Segment Start: DATA FOR REVIEW

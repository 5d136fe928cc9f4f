use criterion::{black_box, criterion_group, criterion_main, Criterion};
use portfolio_engine::aggregation::PortfolioView;
use portfolio_engine::core::currency::CurrencyCode;
use portfolio_engine::history::drift::RandomDrift;
use portfolio_engine::history::range::TimeRange;
use portfolio_engine::history::reconstruct::HistoryReconstructor;
use portfolio_engine::simulation::generator::{generate_random_portfolio, PortfolioConfig};

fn config(asset_count: usize, transaction_count: usize) -> PortfolioConfig {
    PortfolioConfig {
        asset_count,
        transaction_count,
        currencies: vec![
            CurrencyCode::new("USD"),
            CurrencyCode::new("EUR"),
            CurrencyCode::new("JPY"),
        ],
        history_days: 3 * 365,
        ..Default::default()
    }
}

fn bench_history_1y(c: &mut Criterion) {
    let cfg = config(20, 200);
    let portfolio = generate_random_portfolio(&cfg);
    let engine = HistoryReconstructor::new().with_today(cfg.today);

    c.bench_function("history_1y_20_assets", |b| {
        b.iter(|| {
            engine.reconstruct_portfolio(
                black_box(&portfolio),
                TimeRange::OneYear,
                &mut RandomDrift::seeded(1),
            )
        })
    });
}

fn bench_history_all(c: &mut Criterion) {
    let cfg = config(200, 5_000);
    let portfolio = generate_random_portfolio(&cfg);
    let engine = HistoryReconstructor::new().with_today(cfg.today);

    c.bench_function("history_all_200_assets", |b| {
        b.iter(|| {
            engine.reconstruct_portfolio(
                black_box(&portfolio),
                TimeRange::All,
                &mut RandomDrift::seeded(1),
            )
        })
    });
}

fn bench_aggregation(c: &mut Criterion) {
    let portfolio = generate_random_portfolio(&config(1_000, 0));

    c.bench_function("aggregate_1000_assets", |b| {
        b.iter(|| {
            PortfolioView::from_portfolio(black_box(&portfolio)).map(|view| view.report())
        })
    });
}

criterion_group!(benches, bench_history_1y, bench_history_all, bench_aggregation);
criterion_main!(benches);
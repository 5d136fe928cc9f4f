use crate::core::currency::CurrencyCode;
use crate::error::Error;
use rust_decimal::Decimal;
use serde::{Deserialize, Serialize};
use std::fmt;
use std::str::FromStr;

/// Unique identifier for a holding in the portfolio.
///
/// # Examples
///
/// ```
/// use portfolio_engine::core::asset::AssetId;
///
/// let a = AssetId::new("aapl-brokerage");
/// assert_eq!(a.as_str(), "aapl-brokerage");
/// ```
#[derive(Debug, Clone, PartialEq, Eq, Hash, PartialOrd, Ord, Serialize, Deserialize)]
#[serde(transparent)]
pub struct AssetId(String);

impl AssetId {
    pub fn new(id: impl Into<String>) -> Self {
        Self(id.into())
    }

    pub fn as_str(&self) -> &str {
        &self.0
    }
}

impl fmt::Display for AssetId {
    fn fmt(&self, f: &mut fmt::Formatter<'_>) -> fmt::Result {
        write!(f, "{}", self.0)
    }
}

impl From<&str> for AssetId {
    fn from(s: &str) -> Self {
        Self::new(s)
    }
}

/// Fixed exposure tier an asset class maps to.
#[derive(Debug, Clone, Copy, PartialEq, Eq, Hash, PartialOrd, Ord, Serialize, Deserialize)]
pub enum RiskTier {
    High,
    Medium,
    Low,
}

impl fmt::Display for RiskTier {
    fn fmt(&self, f: &mut fmt::Formatter<'_>) -> fmt::Result {
        let label = match self {
            RiskTier::High => "High",
            RiskTier::Medium => "Medium",
            RiskTier::Low => "Low",
        };
        f.write_str(label)
    }
}

/// Class tag of a holding.
///
/// Deserializes leniently through [`FromStr`], so `"real estate"` and
/// `"Stocks"` are accepted alongside the canonical variant names.
#[derive(Debug, Clone, Copy, PartialEq, Eq, Hash, PartialOrd, Ord, Serialize, Deserialize)]
#[serde(try_from = "String")]
pub enum AssetClass {
    Stock,
    Crypto,
    Fund,
    Cash,
    RealEstate,
    Liability,
}

impl AssetClass {
    pub const ALL: [AssetClass; 6] = [
        AssetClass::Stock,
        AssetClass::Crypto,
        AssetClass::Fund,
        AssetClass::Cash,
        AssetClass::RealEstate,
        AssetClass::Liability,
    ];

    pub fn is_liability(self) -> bool {
        self == AssetClass::Liability
    }

    /// Risk tier for exposure reporting. Liabilities carry no tier.
    pub fn risk_tier(self) -> Option<RiskTier> {
        match self {
            AssetClass::Crypto => Some(RiskTier::High),
            AssetClass::Stock => Some(RiskTier::Medium),
            AssetClass::Fund | AssetClass::Cash | AssetClass::RealEstate => Some(RiskTier::Low),
            AssetClass::Liability => None,
        }
    }
}

impl fmt::Display for AssetClass {
    fn fmt(&self, f: &mut fmt::Formatter<'_>) -> fmt::Result {
        let label = match self {
            AssetClass::Stock => "Stock",
            AssetClass::Crypto => "Crypto",
            AssetClass::Fund => "Fund",
            AssetClass::Cash => "Cash",
            AssetClass::RealEstate => "RealEstate",
            AssetClass::Liability => "Liability",
        };
        f.write_str(label)
    }
}

impl FromStr for AssetClass {
    type Err = Error;

    fn from_str(s: &str) -> Result<Self, Self::Err> {
        let normalized: String = s
            .chars()
            .filter(|c| c.is_ascii_alphanumeric())
            .collect::<String>()
            .to_ascii_lowercase();
        match normalized.as_str() {
            "stock" | "stocks" => Ok(AssetClass::Stock),
            "crypto" => Ok(AssetClass::Crypto),
            "fund" | "funds" => Ok(AssetClass::Fund),
            "cash" => Ok(AssetClass::Cash),
            "realestate" => Ok(AssetClass::RealEstate),
            "liability" | "liabilities" => Ok(AssetClass::Liability),
            _ => Err(Error::UnknownAssetClass(s.to_string())),
        }
    }
}

impl TryFrom<String> for AssetClass {
    type Error = Error;

    fn try_from(s: String) -> Result<Self, Self::Error> {
        s.parse()
    }
}

/// A current holding.
///
/// `quantity`, `avg_cost` and `current_price` are in the asset's native
/// currency. Liabilities store positive magnitudes; the sign flip happens
/// wherever holdings are summed into net worth.
///
/// # Examples
///
/// ```
/// use portfolio_engine::core::asset::{Asset, AssetClass};
/// use portfolio_engine::core::currency::CurrencyCode;
/// use rust_decimal_macros::dec;
///
/// let aapl = Asset::new("aapl", "AAPL", AssetClass::Stock, dec!(10), dec!(80), dec!(100), CurrencyCode::new("USD"))
///     .with_name("Apple Inc.");
/// assert_eq!(aapl.market_value(), dec!(1000));
/// assert_eq!(aapl.cost_value(), dec!(800));
/// ```
#[derive(Debug, Clone, PartialEq, Serialize, Deserialize)]
pub struct Asset {
    pub id: AssetId,
    pub symbol: String,
    #[serde(default)]
    pub name: String,
    pub class: AssetClass,
    pub quantity: Decimal,
    pub avg_cost: Decimal,
    pub current_price: Decimal,
    pub currency: CurrencyCode,
}

impl Asset {
    pub fn new(
        id: impl Into<String>,
        symbol: impl Into<String>,
        class: AssetClass,
        quantity: Decimal,
        avg_cost: Decimal,
        current_price: Decimal,
        currency: CurrencyCode,
    ) -> Self {
        let symbol = symbol.into();
        Self {
            id: AssetId::new(id),
            name: symbol.clone(),
            symbol,
            class,
            quantity,
            avg_cost,
            current_price,
            currency,
        }
    }

    pub fn with_name(mut self, name: impl Into<String>) -> Self {
        self.name = name.into();
        self
    }

    /// `quantity × current_price`, native currency.
    pub fn market_value(&self) -> Decimal {
        self.quantity * self.current_price
    }

    /// `quantity × avg_cost`, native currency.
    pub fn cost_value(&self) -> Decimal {
        self.quantity * self.avg_cost
    }

    /// Label for presentation: the name, falling back to the symbol.
    pub fn display_name(&self) -> &str {
        if self.name.is_empty() {
            &self.symbol
        } else {
            &self.name
        }
    }
}
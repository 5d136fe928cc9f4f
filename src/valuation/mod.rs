//! Today's valuation: per-asset base-currency values and the net worth /
//! cost basis anchor every history starts from.

pub mod snapshot;
//! portfolio-engine CLI
//!
//! Reconstruct and summarize a portfolio from the command line.
//!
//! # Usage
//!
//! ```bash
//! # Daily history for the last month
//! portfolio-engine history --input portfolio.json --range 1M
//!
//! # Reproducible history as JSON
//! portfolio-engine history --input portfolio.json --range ALL --seed 7 --format json
//!
//! # Allocation, risk, balance sheet and rankings
//! portfolio-engine summary --input portfolio.json
//!
//! # Generate a random portfolio for testing
//! portfolio-engine generate --assets 12 --transactions 80 --currencies USD,EUR
//! ```
//!
//! Set `RUST_LOG=debug` for per-computation logging.

use chrono::NaiveDate;
use portfolio_engine::aggregation::PortfolioView;
use portfolio_engine::core::currency::CurrencyCode;
use portfolio_engine::core::portfolio::Portfolio;
use portfolio_engine::history::drift::{Drift, RandomDrift};
use portfolio_engine::history::range::TimeRange;
use portfolio_engine::history::reconstruct::HistoryReconstructor;
use portfolio_engine::history::summary::HistorySummary;
use portfolio_engine::simulation::generator::{generate_random_portfolio, PortfolioConfig};
use std::fs;
use std::process;

fn print_usage() {
    eprintln!(
        r#"portfolio-engine — portfolio history reconstruction and exposure analysis

USAGE:
    portfolio-engine <COMMAND> [OPTIONS]

COMMANDS:
    history     Reconstruct the daily net worth / cost basis series
    summary     Allocation, liabilities, risk tiers, balance sheet and rankings
    generate    Generate a random portfolio (for testing)
    help        Show this message

OPTIONS (history, summary):
    --input <FILE>        Path to JSON portfolio file
    --format <FORMAT>     Output format: text (default) or json

OPTIONS (history):
    --range <RANGE>       1W, 1M (default), 3M, 6M, 1Y or ALL
    --seed <N>            Seed the drift for a reproducible curve
    --today <YYYY-MM-DD>  Anchor date (default: local today)

OPTIONS (generate):
    --assets <N>          Number of holdings (default: 10)
    --transactions <N>    Number of trades (default: 50)
    --currencies <LIST>   Comma-separated currency codes (default: USD)
    --base <CODE>         Base currency (default: first of --currencies)
    --output <FILE>       Write to file instead of stdout

EXAMPLES:
    portfolio-engine history --input portfolio.json --range 3M
    portfolio-engine history --input portfolio.json --range ALL --seed 1 --format json
    portfolio-engine summary --input portfolio.json --format json
    portfolio-engine generate --assets 5 --currencies USD,EUR,JPY --output test.json"#
    );
}

fn fail(message: impl std::fmt::Display) -> ! {
    eprintln!("Error: {}", message);
    process::exit(1);
}

fn load_portfolio(path: &str) -> Portfolio {
    let content = fs::read_to_string(path)
        .unwrap_or_else(|e| fail(format!("reading file '{}': {}", path, e)));

    serde_json::from_str(&content).unwrap_or_else(|e| {
        eprintln!("Error parsing JSON: {}", e);
        eprintln!("Expected format:");
        eprintln!(
            r#"{{
  "base_currency": "USD",
  "assets": [
    {{ "id": "aapl", "symbol": "AAPL", "class": "Stock", "quantity": "10",
       "avg_cost": "80", "current_price": "100", "currency": "USD" }}
  ],
  "transactions": [
    {{ "asset_id": "aapl", "kind": "Buy", "date": "2024-03-01",
       "quantity": "10", "price": "80", "fee": "0", "total": "800" }}
  ],
  "rates": [ {{ "from": "EUR", "to": "USD", "rate": "1.08" }} ]
}}"#
        );
        process::exit(1);
    })
}

fn to_json<T: serde::Serialize>(value: &T) -> String {
    serde_json::to_string_pretty(value).unwrap_or_else(|e| fail(e))
}

/// Flags shared by every command: `--flag value` pairs.
fn parse_flags(args: &[String], allowed: &[&str]) -> Vec<(String, String)> {
    let mut flags = Vec::new();
    let mut i = 0;
    while i < args.len() {
        let flag = args[i].as_str();
        if !allowed.contains(&flag) {
            fail(format!("unknown option: {}", flag));
        }
        i += 1;
        let value = args
            .get(i)
            .cloned()
            .unwrap_or_else(|| fail(format!("{} requires a value", flag)));
        flags.push((flag.to_string(), value));
        i += 1;
    }
    flags
}

fn flag<'a>(flags: &'a [(String, String)], name: &str) -> Option<&'a str> {
    flags
        .iter()
        .rev()
        .find(|(f, _)| f == name)
        .map(|(_, v)| v.as_str())
}

fn cmd_history(args: &[String]) {
    let flags = parse_flags(args, &["--input", "--format", "--range", "--seed", "--today"]);
    let path = flag(&flags, "--input").unwrap_or_else(|| fail("--input <FILE> is required"));
    let format = flag(&flags, "--format").unwrap_or("text");
    let range: TimeRange = flag(&flags, "--range")
        .unwrap_or("1M")
        .parse()
        .unwrap_or_else(|e| fail(e));

    let mut engine = HistoryReconstructor::new();
    if let Some(raw) = flag(&flags, "--today") {
        let today = NaiveDate::parse_from_str(raw, "%Y-%m-%d")
            .unwrap_or_else(|e| fail(format!("invalid --today '{}': {}", raw, e)));
        engine = engine.with_today(today);
    }

    let mut drift: Box<dyn Drift> = match flag(&flags, "--seed") {
        Some(raw) => {
            let seed: u64 = raw
                .parse()
                .unwrap_or_else(|_| fail("--seed requires a number"));
            Box::new(RandomDrift::seeded(seed))
        }
        None => Box::new(RandomDrift::from_entropy()),
    };

    let portfolio = load_portfolio(path);
    let points = engine
        .reconstruct_portfolio(&portfolio, range, drift.as_mut())
        .unwrap_or_else(|e| fail(e));

    if format == "json" {
        println!("{}", to_json(&points));
        return;
    }

    println!(
        "{:<12} {:>16} {:>16} {:>16} {:>9}",
        "DATE", "VALUE", "COST", "P&L", "P&L %"
    );
    for p in &points {
        println!(
            "{:<12} {:>16} {:>16} {:>16} {:>8.2}%",
            p.date.to_string(),
            p.value.round_dp(2).to_string(),
            p.cost.round_dp(2).to_string(),
            p.pnl.round_dp(2).to_string(),
            p.pnl_percent
        );
    }
    match HistorySummary::from_points(&points) {
        Some(summary) => println!("\n{}", summary),
        None => println!("No holdings; nothing to reconstruct."),
    }
}

fn cmd_summary(args: &[String]) {
    let flags = parse_flags(args, &["--input", "--format"]);
    let path = flag(&flags, "--input").unwrap_or_else(|| fail("--input <FILE> is required"));
    let format = flag(&flags, "--format").unwrap_or("text");

    let portfolio = load_portfolio(path);
    let view = PortfolioView::from_portfolio(&portfolio).unwrap_or_else(|e| fail(e));
    let report = view.report();

    if format == "json" {
        println!("{}", to_json(&report));
        return;
    }

    println!("{}", report.balance_sheet);

    println!("Allocation:");
    for a in &report.allocation {
        println!("  {:<12} {:>16} {:>6.1}%", a.class.to_string(), a.value.round_dp(2).to_string(), a.percent);
    }
    if !report.liabilities.is_empty() {
        println!("\nLiabilities:");
        for l in &report.liabilities {
            println!("  {:<12} {:>16}", l.class.to_string(), l.value.round_dp(2).to_string());
        }
    }

    println!("\nRisk Exposure:");
    for r in &report.risk {
        println!("  {:<12} {:>16}", r.tier.to_string(), r.value.round_dp(2).to_string());
    }

    println!("\nTop Holdings:");
    for h in &report.top_holdings {
        println!(
            "  {:<24} value {:>14}  cost {:>14}",
            h.name,
            h.value.round_dp(2).to_string(),
            h.cost.round_dp(2).to_string()
        );
    }

    println!("\nBest Performers:");
    for e in &report.pnl_ranking {
        println!("  {:<24} {:>14} ({:.2}%)", e.name, e.pnl.round_dp(2).to_string(), e.pnl_percent);
    }

    println!("\nWorst Performers:");
    for e in &report.worst_performers {
        println!("  {:<24} {:>14} ({:.2}%)", e.name, e.pnl.round_dp(2).to_string(), e.pnl_percent);
    }
}

fn cmd_generate(args: &[String]) {
    let flags = parse_flags(
        args,
        &["--assets", "--transactions", "--currencies", "--base", "--output"],
    );

    let count = |name: &str, default: usize| -> usize {
        flag(&flags, name)
            .map(|raw| {
                raw.parse::<usize>()
                    .unwrap_or_else(|_| fail(format!("{} requires a number", name)))
            })
            .unwrap_or(default)
    };

    let currencies: Vec<CurrencyCode> = flag(&flags, "--currencies")
        .unwrap_or("USD")
        .split(',')
        .filter(|s| !s.trim().is_empty())
        .map(CurrencyCode::new)
        .collect();
    let base = flag(&flags, "--base")
        .map(CurrencyCode::new)
        .or_else(|| currencies.first().cloned())
        .unwrap_or_default();

    let config = PortfolioConfig {
        asset_count: count("--assets", 10),
        transaction_count: count("--transactions", 50),
        base_currency: base,
        currencies,
        today: HistoryReconstructor::new().today(),
        ..Default::default()
    };

    let portfolio = generate_random_portfolio(&config);
    let json = to_json(&portfolio);

    if let Some(path) = flag(&flags, "--output") {
        fs::write(path, &json).unwrap_or_else(|e| fail(format!("writing to '{}': {}", path, e)));
        eprintln!(
            "Generated {} assets and {} transactions → {}",
            portfolio.assets.len(),
            portfolio.transactions.len(),
            path
        );
    } else {
        println!("{}", json);
    }
}

fn main() {
    env_logger::init();

    let args: Vec<String> = std::env::args().collect();

    if args.len() < 2 {
        print_usage();
        process::exit(1);
    }

    let command = args[1].as_str();
    let rest = &args[2..];

    match command {
        "history" => cmd_history(rest),
        "summary" => cmd_summary(rest),
        "generate" => cmd_generate(rest),
        "help" | "--help" | "-h" => print_usage(),
        _ => {
            eprintln!("Unknown command: {}", command);
            print_usage();
            process::exit(1);
        }
    }
}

Segment End: DATA FOR REVIEW

Across the entries above, find each line with the word "core" and please copy it out.

- **ANSWER TO THIS PROBLEM**
use portfolio_engine::core::currency::CurrencyCode;
use crate::core::currency::CurrencyCode;
/// use portfolio_engine::core::asset::AssetId;
/// use portfolio_engine::core::asset::{Asset, AssetClass};
/// use portfolio_engine::core::currency::CurrencyCode;
use portfolio_engine::core::currency::CurrencyCode;
use portfolio_engine::core::portfolio::Portfolio;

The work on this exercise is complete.